DATA:

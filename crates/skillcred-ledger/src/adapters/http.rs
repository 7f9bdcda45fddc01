//! Ledger adapter for a JSON HTTP gateway in front of the credential contract.

use async_trait::async_trait;
use reqwest::{StatusCode, Url};
use serde::{Deserialize, Serialize};
use std::time::Duration;

use skillcred_core::{CredentialId, CredentialRecord, HolderId, IdempotencyKey, IssuerId};

use crate::error::LedgerError;
use crate::traits::LedgerClient;
use crate::types::{IssueReceipt, IssueRequest};

#[derive(Deserialize)]
struct GatewayError {
    error: String,
}

#[derive(Deserialize)]
struct IssuerResponse {
    authorized: bool,
}

#[derive(Serialize)]
struct RevokeRequest<'a> {
    issuer: &'a IssuerId,
}

/// Talks to a ledger gateway over HTTP.
///
/// Every request is bounded by the configured timeout; a timed-out or
/// dropped connection is reported as indeterminate, never as a rejection.
pub struct HttpLedgerClient {
    base_url: Url,
    client: reqwest::Client,
    timeout: Duration,
}

impl HttpLedgerClient {
    /// Create a client for the gateway at `endpoint`.
    pub fn new(endpoint: &str, timeout: Duration) -> Result<Self, LedgerError> {
        let base_url = Url::parse(endpoint)
            .map_err(|e| LedgerError::Rejected(format!("invalid ledger endpoint: {}", e)))?;
        if base_url.cannot_be_a_base() {
            return Err(LedgerError::Rejected(format!(
                "ledger endpoint cannot be a base URL: {}",
                endpoint
            )));
        }
        let client = reqwest::Client::builder()
            .timeout(timeout)
            .build()
            .map_err(|e| LedgerError::Network(e.to_string()))?;
        Ok(Self {
            base_url,
            client,
            timeout,
        })
    }

    fn url(&self, segments: &[&str]) -> Url {
        let mut url = self.base_url.clone();
        if let Ok(mut path) = url.path_segments_mut() {
            path.pop_if_empty().extend(segments);
        }
        url
    }

    fn transport_error(&self, err: reqwest::Error) -> LedgerError {
        if err.is_timeout() {
            LedgerError::Timeout(self.timeout)
        } else {
            LedgerError::Network(err.to_string())
        }
    }

    async fn error_message(resp: reqwest::Response) -> String {
        let status = resp.status();
        match resp.json::<GatewayError>().await {
            Ok(body) => body.error,
            Err(_) => status.to_string(),
        }
    }

    async fn get_optional<T: serde::de::DeserializeOwned>(
        &self,
        url: Url,
    ) -> Result<Option<T>, LedgerError> {
        let resp = self
            .client
            .get(url)
            .send()
            .await
            .map_err(|e| self.transport_error(e))?;
        let status = resp.status();
        if status == StatusCode::NOT_FOUND {
            return Ok(None);
        }
        if !status.is_success() {
            let message = Self::error_message(resp).await;
            return Err(classify_read_status(status, message));
        }
        let body = resp.json::<T>().await.map_err(|e| self.transport_error(e))?;
        Ok(Some(body))
    }
}

/// Map a non-success status of a write to a ledger error.
///
/// Server errors are indeterminate: the gateway may have relayed the
/// transaction before failing.
pub fn classify_write_status(status: StatusCode, message: String) -> LedgerError {
    match status {
        StatusCode::FORBIDDEN | StatusCode::UNAUTHORIZED => LedgerError::Unauthorized(message),
        StatusCode::CONFLICT => LedgerError::Duplicate(message),
        StatusCode::REQUEST_TIMEOUT | StatusCode::GATEWAY_TIMEOUT => {
            LedgerError::Network(format!("gateway timeout: {}", message))
        }
        s if s.is_server_error() => LedgerError::Network(format!("HTTP {}: {}", s, message)),
        _ => LedgerError::Rejected(message),
    }
}

/// Map a non-success, non-404 status of a read to a ledger error.
pub fn classify_read_status(status: StatusCode, message: String) -> LedgerError {
    if status.is_server_error() || status == StatusCode::REQUEST_TIMEOUT {
        LedgerError::Network(format!("HTTP {}: {}", status, message))
    } else if status == StatusCode::FORBIDDEN || status == StatusCode::UNAUTHORIZED {
        LedgerError::Unauthorized(message)
    } else {
        LedgerError::Rejected(message)
    }
}

#[async_trait]
impl LedgerClient for HttpLedgerClient {
    async fn issue(&self, request: IssueRequest) -> Result<IssueReceipt, LedgerError> {
        let resp = self
            .client
            .post(self.url(&["credentials"]))
            .json(&request)
            .send()
            .await
            .map_err(|e| self.transport_error(e))?;
        let status = resp.status();
        if !status.is_success() {
            let message = Self::error_message(resp).await;
            return Err(classify_write_status(status, message));
        }
        // A success status with an unreadable body still means the write landed.
        resp.json::<IssueReceipt>()
            .await
            .map_err(|e| LedgerError::Network(format!("unreadable issue receipt: {}", e)))
    }

    async fn get_credential(
        &self,
        id: &CredentialId,
    ) -> Result<Option<CredentialRecord>, LedgerError> {
        self.get_optional(self.url(&["credentials", id.as_str()]))
            .await
    }

    async fn find_by_idempotency_key(
        &self,
        key: &IdempotencyKey,
    ) -> Result<Option<CredentialRecord>, LedgerError> {
        let mut url = self.url(&["credentials"]);
        url.query_pairs_mut()
            .append_pair("idempotency_key", key.as_str());
        self.get_optional(url).await
    }

    async fn credentials_for_holder(
        &self,
        holder: &HolderId,
    ) -> Result<Vec<CredentialRecord>, LedgerError> {
        let records = self
            .get_optional::<Vec<CredentialRecord>>(
                self.url(&["holders", holder.as_str(), "credentials"]),
            )
            .await?;
        Ok(records.unwrap_or_default())
    }

    async fn is_authorized_issuer(&self, issuer: &IssuerId) -> Result<bool, LedgerError> {
        let resp = self
            .get_optional::<IssuerResponse>(self.url(&["issuers", issuer.as_str()]))
            .await?;
        Ok(resp.is_some_and(|r| r.authorized))
    }

    async fn revoke(&self, id: &CredentialId, issuer: &IssuerId) -> Result<(), LedgerError> {
        let resp = self
            .client
            .post(self.url(&["credentials", id.as_str(), "revoke"]))
            .json(&RevokeRequest { issuer })
            .send()
            .await
            .map_err(|e| self.transport_error(e))?;
        let status = resp.status();
        if status == StatusCode::NOT_FOUND {
            return Err(LedgerError::NotFound(id.clone()));
        }
        if !status.is_success() {
            let message = Self::error_message(resp).await;
            return Err(classify_write_status(status, message));
        }
        Ok(())
    }

    fn backend_id(&self) -> &str {
        "ledger-http"
    }
}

EXERCISE PROMPT:
Transcribe each record above exactly. Skip none.

EXERCISE ANSWER:
filename crates/skillcred-ledger/src/adapters/http.rs
repository 7f9bdcda45fddc01
//! Ledger adapter for a JSON HTTP gateway in front of the credential contract.

use async_trait::async_trait;
use reqwest::{StatusCode, Url};
use serde::{Deserialize, Serialize};
use std::time::Duration;

use skillcred_core::{CredentialId, CredentialRecord, HolderId, IdempotencyKey, IssuerId};

use crate::error::LedgerError;
use crate::traits::LedgerClient;
use crate::types::{IssueReceipt, IssueRequest};

#[derive(Deserialize)]
struct GatewayError {
    error: String,
}

#[derive(Deserialize)]
struct IssuerResponse {
    authorized: bool,
}

#[derive(Serialize)]
struct RevokeRequest<'a> {
    issuer: &'a IssuerId,
}

/// Talks to a ledger gateway over HTTP.
///
/// Every request is bounded by the configured timeout; a timed-out or
/// dropped connection is reported as indeterminate, never as a rejection.
pub struct HttpLedgerClient {
    base_url: Url,
    client: reqwest::Client,
    timeout: Duration,
}

impl HttpLedgerClient {
    /// Create a client for the gateway at `endpoint`.
    pub fn new(endpoint: &str, timeout: Duration) -> Result<Self, LedgerError> {
        let base_url = Url::parse(endpoint)
            .map_err(|e| LedgerError::Rejected(format!("invalid ledger endpoint: {}", e)))?;
        if base_url.cannot_be_a_base() {
            return Err(LedgerError::Rejected(format!(
                "ledger endpoint cannot be a base URL: {}",
                endpoint
            )));
        }
        let client = reqwest::Client::builder()
            .timeout(timeout)
            .build()
            .map_err(|e| LedgerError::Network(e.to_string()))?;
        Ok(Self {
            base_url,
            client,
            timeout,
        })
    }

    fn url(&self, segments: &[&str]) -> Url {
        let mut url = self.base_url.clone();
        if let Ok(mut path) = url.path_segments_mut() {
            path.pop_if_empty().extend(segments);
        }
        url
    }

    fn transport_error(&self, err: reqwest::Error) -> LedgerError {
        if err.is_timeout() {
            LedgerError::Timeout(self.timeout)
        } else {
            LedgerError::Network(err.to_string())
        }
    }

    async fn error_message(resp: reqwest::Response) -> String {
        let status = resp.status();
        match resp.json::<GatewayError>().await {
            Ok(body) => body.error,
            Err(_) => status.to_string(),
        }
    }

    async fn get_optional<T: serde::de::DeserializeOwned>(
        &self,
        url: Url,
    ) -> Result<Option<T>, LedgerError> {
        let resp = self
            .client
            .get(url)
            .send()
            .await
            .map_err(|e| self.transport_error(e))?;
        let status = resp.status();
        if status == StatusCode::NOT_FOUND {
            return Ok(None);
        }
        if !status.is_success() {
            let message = Self::error_message(resp).await;
            return Err(classify_read_status(status, message));
        }
        let body = resp.json::<T>().await.map_err(|e| self.transport_error(e))?;
        Ok(Some(body))
    }
}

/// Map a non-success status of a write to a ledger error.
///
/// Server errors are indeterminate: the gateway may have relayed the
/// transaction before failing.
pub fn classify_write_status(status: StatusCode, message: String) -> LedgerError {
    match status {
        StatusCode::FORBIDDEN | StatusCode::UNAUTHORIZED => LedgerError::Unauthorized(message),
        StatusCode::CONFLICT => LedgerError::Duplicate(message),
        StatusCode::REQUEST_TIMEOUT | StatusCode::GATEWAY_TIMEOUT => {
            LedgerError::Network(format!("gateway timeout: {}", message))
        }
        s if s.is_server_error() => LedgerError::Network(format!("HTTP {}: {}", s, message)),
        _ => LedgerError::Rejected(message),
    }
}

/// Map a non-success, non-404 status of a read to a ledger error.
pub fn classify_read_status(status: StatusCode, message: String) -> LedgerError {
    if status.is_server_error() || status == StatusCode::REQUEST_TIMEOUT {
        LedgerError::Network(format!("HTTP {}: {}", status, message))
    } else if status == StatusCode::FORBIDDEN || status == StatusCode::UNAUTHORIZED {
        LedgerError::Unauthorized(message)
    } else {
        LedgerError::Rejected(message)
    }
}

#[async_trait]
impl LedgerClient for HttpLedgerClient {
    async fn issue(&self, request: IssueRequest) -> Result<IssueReceipt, LedgerError> {
        let resp = self
            .client
            .post(self.url(&["credentials"]))
            .json(&request)
            .send()
            .await
            .map_err(|e| self.transport_error(e))?;
        let status = resp.status();
        if !status.is_success() {
            let message = Self::error_message(resp).await;
            return Err(classify_write_status(status, message));
        }
        // A success status with an unreadable body still means the write landed.
        resp.json::<IssueReceipt>()
            .await
            .map_err(|e| LedgerError::Network(format!("unreadable issue receipt: {}", e)))
    }

    async fn get_credential(
        &self,
        id: &CredentialId,
    ) -> Result<Option<CredentialRecord>, LedgerError> {
        self.get_optional(self.url(&["credentials", id.as_str()]))
            .await
    }

    async fn find_by_idempotency_key(
        &self,
        key: &IdempotencyKey,
    ) -> Result<Option<CredentialRecord>, LedgerError> {
        let mut url = self.url(&["credentials"]);
        url.query_pairs_mut()
            .append_pair("idempotency_key", key.as_str());
        self.get_optional(url).await
    }

    async fn credentials_for_holder(
        &self,
        holder: &HolderId,
    ) -> Result<Vec<CredentialRecord>, LedgerError> {
        let records = self
            .get_optional::<Vec<CredentialRecord>>(
                self.url(&["holders", holder.as_str(), "credentials"]),
            )
            .await?;
        Ok(records.unwrap_or_default())
    }

    async fn is_authorized_issuer(&self, issuer: &IssuerId) -> Result<bool, LedgerError> {
        let resp = self
            .get_optional::<IssuerResponse>(self.url(&["issuers", issuer.as_str()]))
            .await?;
        Ok(resp.is_some_and(|r| r.authorized))
    }

    async fn revoke(&self, id: &CredentialId, issuer: &IssuerId) -> Result<(), LedgerError> {
        let resp = self
            .client
            .post(self.url(&["credentials", id.as_str(), "revoke"]))
            .json(&RevokeRequest { issuer })
            .send()
            .await
            .map_err(|e| self.transport_error(e))?;
        let status = resp.status();
        if status == StatusCode::NOT_FOUND {
            return Err(LedgerError::NotFound(id.clone()));
        }
        if !status.is_success() {
            let message = Self::error_message(resp).await;
            return Err(classify_write_status(status, message));
        }
        Ok(())
    }

    fn backend_id(&self) -> &str {
        "ledger-http"
    }
}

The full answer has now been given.